Work item: Go through the material and return every line that contains the string "traveller".

+++ Records +++

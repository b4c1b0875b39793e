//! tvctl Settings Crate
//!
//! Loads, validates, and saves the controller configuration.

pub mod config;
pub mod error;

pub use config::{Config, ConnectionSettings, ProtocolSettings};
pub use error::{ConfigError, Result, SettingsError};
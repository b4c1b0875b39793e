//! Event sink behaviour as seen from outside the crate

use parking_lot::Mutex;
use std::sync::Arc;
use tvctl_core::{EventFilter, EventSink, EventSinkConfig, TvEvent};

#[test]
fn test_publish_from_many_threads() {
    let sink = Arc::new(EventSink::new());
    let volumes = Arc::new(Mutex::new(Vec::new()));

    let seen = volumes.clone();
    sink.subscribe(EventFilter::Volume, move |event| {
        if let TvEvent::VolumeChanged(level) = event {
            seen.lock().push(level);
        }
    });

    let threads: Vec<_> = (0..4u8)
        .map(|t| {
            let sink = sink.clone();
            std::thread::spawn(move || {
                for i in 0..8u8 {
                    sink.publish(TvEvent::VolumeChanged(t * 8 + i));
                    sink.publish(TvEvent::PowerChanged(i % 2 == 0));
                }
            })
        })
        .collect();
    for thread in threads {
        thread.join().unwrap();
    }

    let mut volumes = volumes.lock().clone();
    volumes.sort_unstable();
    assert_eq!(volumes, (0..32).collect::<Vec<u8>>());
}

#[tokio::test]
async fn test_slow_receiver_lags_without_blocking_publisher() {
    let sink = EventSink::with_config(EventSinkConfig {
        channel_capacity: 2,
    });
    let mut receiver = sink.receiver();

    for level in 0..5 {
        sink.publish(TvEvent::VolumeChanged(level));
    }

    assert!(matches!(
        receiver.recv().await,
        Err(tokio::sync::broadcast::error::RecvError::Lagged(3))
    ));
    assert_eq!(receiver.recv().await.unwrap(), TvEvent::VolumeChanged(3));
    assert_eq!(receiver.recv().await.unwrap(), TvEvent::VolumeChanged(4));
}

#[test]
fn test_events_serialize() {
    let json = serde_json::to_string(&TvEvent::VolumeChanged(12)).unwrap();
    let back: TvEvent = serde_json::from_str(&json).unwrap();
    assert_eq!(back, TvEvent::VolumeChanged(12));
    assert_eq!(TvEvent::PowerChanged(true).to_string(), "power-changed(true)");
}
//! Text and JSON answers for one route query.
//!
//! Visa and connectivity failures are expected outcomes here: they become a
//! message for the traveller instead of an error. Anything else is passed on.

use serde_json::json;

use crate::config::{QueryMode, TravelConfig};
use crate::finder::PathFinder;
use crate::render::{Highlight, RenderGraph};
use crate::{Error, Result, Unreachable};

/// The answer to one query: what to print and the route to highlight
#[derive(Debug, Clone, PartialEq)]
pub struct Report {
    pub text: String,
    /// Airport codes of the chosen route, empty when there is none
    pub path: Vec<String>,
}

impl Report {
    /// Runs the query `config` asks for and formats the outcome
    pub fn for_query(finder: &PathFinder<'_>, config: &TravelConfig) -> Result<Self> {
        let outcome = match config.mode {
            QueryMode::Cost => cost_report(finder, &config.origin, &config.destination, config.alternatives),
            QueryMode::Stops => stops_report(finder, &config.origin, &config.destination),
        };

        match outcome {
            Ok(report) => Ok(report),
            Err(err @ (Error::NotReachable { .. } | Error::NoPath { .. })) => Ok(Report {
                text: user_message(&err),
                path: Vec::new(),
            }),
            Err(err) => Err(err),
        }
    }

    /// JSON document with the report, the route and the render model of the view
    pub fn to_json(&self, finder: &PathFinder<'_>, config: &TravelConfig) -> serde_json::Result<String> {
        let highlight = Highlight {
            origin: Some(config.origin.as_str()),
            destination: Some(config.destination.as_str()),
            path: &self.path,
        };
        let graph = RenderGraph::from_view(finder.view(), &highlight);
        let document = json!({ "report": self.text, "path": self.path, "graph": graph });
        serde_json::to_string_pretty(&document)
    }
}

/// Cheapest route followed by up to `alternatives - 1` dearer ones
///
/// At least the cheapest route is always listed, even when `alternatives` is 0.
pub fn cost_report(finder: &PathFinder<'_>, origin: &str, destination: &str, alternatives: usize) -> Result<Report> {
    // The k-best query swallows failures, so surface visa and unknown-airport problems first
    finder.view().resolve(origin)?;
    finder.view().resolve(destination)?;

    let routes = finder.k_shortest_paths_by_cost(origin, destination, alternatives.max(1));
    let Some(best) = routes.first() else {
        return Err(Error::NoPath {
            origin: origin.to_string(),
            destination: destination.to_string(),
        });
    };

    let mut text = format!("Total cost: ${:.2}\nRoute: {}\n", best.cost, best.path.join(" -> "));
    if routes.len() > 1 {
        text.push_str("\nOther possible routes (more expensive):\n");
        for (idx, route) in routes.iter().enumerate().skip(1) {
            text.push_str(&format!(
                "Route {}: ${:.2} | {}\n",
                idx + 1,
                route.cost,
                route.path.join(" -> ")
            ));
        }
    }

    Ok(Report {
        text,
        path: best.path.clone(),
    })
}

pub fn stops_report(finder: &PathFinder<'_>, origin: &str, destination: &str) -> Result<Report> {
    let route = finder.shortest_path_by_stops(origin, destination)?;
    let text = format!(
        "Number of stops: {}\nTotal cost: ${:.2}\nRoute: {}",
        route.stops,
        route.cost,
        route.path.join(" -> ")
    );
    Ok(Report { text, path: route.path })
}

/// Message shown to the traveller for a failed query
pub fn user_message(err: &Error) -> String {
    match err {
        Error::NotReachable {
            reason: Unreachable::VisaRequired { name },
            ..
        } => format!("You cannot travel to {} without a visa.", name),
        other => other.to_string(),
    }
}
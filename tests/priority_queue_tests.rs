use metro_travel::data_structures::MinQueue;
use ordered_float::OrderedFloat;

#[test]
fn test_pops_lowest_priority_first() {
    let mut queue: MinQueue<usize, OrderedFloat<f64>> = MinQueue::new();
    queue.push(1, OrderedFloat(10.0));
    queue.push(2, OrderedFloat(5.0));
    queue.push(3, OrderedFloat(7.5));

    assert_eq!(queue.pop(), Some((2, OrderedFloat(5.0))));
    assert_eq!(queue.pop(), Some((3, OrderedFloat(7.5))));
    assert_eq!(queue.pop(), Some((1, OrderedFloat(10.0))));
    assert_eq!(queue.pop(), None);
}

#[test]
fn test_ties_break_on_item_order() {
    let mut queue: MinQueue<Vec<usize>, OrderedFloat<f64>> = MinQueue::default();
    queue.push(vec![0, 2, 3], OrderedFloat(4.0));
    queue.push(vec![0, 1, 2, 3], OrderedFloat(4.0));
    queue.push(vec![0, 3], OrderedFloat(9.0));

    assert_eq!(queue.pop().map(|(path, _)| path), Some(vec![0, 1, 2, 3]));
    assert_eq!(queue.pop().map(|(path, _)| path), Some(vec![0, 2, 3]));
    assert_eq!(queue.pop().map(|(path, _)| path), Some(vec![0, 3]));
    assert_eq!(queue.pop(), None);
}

+++

Task result:
//! message for the traveller instead of an error. Anything else is passed on.
/// Message shown to the traveller for a failed query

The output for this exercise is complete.